-------- Provided data

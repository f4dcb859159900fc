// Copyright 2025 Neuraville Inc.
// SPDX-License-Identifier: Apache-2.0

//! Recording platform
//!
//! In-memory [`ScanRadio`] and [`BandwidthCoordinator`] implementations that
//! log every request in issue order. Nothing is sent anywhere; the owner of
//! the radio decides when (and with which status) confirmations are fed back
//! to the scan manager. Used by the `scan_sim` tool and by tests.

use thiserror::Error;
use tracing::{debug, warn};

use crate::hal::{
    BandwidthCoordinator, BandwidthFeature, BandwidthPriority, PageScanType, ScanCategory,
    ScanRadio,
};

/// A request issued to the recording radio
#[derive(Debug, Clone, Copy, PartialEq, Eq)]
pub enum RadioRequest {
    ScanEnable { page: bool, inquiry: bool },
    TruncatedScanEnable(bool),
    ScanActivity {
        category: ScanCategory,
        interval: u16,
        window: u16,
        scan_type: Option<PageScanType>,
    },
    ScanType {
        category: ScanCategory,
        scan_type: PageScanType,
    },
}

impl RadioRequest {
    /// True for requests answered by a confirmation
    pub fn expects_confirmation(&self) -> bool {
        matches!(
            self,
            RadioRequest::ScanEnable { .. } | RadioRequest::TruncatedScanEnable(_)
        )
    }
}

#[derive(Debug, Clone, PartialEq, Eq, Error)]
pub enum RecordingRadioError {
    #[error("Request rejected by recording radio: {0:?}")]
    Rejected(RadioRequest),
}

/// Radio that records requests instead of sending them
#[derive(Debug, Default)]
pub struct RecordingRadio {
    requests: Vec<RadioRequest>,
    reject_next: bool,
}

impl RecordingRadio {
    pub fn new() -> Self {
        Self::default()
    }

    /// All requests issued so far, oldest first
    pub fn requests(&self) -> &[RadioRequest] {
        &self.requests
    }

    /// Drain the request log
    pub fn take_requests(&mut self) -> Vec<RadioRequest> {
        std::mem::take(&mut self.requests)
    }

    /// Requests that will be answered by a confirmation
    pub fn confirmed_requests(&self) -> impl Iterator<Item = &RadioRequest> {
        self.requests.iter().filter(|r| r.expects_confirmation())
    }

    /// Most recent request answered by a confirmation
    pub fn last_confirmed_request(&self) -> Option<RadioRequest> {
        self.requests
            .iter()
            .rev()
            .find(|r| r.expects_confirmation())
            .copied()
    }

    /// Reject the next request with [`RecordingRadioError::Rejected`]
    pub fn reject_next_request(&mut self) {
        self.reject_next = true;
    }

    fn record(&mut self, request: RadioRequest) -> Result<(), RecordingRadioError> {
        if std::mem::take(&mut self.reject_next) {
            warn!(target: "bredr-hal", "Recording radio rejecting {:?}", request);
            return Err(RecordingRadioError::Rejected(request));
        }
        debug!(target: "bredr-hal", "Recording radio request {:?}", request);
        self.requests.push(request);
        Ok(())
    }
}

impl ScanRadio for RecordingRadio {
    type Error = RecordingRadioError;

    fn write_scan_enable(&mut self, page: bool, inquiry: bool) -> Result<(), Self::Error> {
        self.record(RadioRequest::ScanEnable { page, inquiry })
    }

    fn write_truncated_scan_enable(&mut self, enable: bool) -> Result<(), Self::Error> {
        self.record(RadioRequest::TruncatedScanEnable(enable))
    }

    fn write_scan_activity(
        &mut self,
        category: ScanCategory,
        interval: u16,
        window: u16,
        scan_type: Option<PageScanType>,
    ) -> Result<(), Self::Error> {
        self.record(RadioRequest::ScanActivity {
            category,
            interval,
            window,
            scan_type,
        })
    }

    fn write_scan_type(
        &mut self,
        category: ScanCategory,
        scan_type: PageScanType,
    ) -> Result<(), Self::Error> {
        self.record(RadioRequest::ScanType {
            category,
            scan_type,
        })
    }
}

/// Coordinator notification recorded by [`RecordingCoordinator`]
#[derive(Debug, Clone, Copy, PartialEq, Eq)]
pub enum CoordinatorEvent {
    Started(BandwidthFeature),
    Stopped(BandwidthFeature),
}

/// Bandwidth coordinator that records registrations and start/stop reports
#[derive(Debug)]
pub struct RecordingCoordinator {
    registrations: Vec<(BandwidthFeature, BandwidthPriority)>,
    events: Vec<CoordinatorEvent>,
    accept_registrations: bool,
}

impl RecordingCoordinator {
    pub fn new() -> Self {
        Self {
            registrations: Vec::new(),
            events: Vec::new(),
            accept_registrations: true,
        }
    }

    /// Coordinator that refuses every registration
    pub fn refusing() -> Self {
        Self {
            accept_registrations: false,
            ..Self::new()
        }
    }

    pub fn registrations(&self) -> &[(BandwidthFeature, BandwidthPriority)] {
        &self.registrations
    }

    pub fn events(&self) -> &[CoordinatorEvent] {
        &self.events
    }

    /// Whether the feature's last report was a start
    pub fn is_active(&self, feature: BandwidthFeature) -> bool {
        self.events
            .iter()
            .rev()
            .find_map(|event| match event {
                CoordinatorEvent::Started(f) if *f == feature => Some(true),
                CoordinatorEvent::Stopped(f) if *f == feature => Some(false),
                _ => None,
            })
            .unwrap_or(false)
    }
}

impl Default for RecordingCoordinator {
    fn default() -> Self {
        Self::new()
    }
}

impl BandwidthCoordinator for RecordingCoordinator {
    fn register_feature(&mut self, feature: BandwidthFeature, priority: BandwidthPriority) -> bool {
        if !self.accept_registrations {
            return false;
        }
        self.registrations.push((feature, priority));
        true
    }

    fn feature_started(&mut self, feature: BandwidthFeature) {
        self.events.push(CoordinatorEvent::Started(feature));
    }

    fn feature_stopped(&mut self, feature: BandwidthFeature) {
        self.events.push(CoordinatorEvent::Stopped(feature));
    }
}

----------------
-------- Provided data

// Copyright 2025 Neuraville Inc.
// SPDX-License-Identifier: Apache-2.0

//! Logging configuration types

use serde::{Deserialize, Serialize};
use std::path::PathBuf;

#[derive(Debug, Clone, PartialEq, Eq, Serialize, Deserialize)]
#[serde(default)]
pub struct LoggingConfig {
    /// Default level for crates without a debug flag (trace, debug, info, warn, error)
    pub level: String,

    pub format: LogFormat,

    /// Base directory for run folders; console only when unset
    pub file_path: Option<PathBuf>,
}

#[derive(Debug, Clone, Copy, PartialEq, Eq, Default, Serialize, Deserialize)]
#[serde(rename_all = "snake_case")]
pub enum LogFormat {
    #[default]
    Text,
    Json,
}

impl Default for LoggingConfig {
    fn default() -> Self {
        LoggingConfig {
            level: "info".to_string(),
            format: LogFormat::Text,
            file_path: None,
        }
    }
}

----------------

* _Exercise description_: All lines above that include the word "info" must be copied into the answer.

* _Result for this exercise_:
    /// Default level for crates without a debug flag (trace, debug, info, warn, error)
            level: "info".to_string(),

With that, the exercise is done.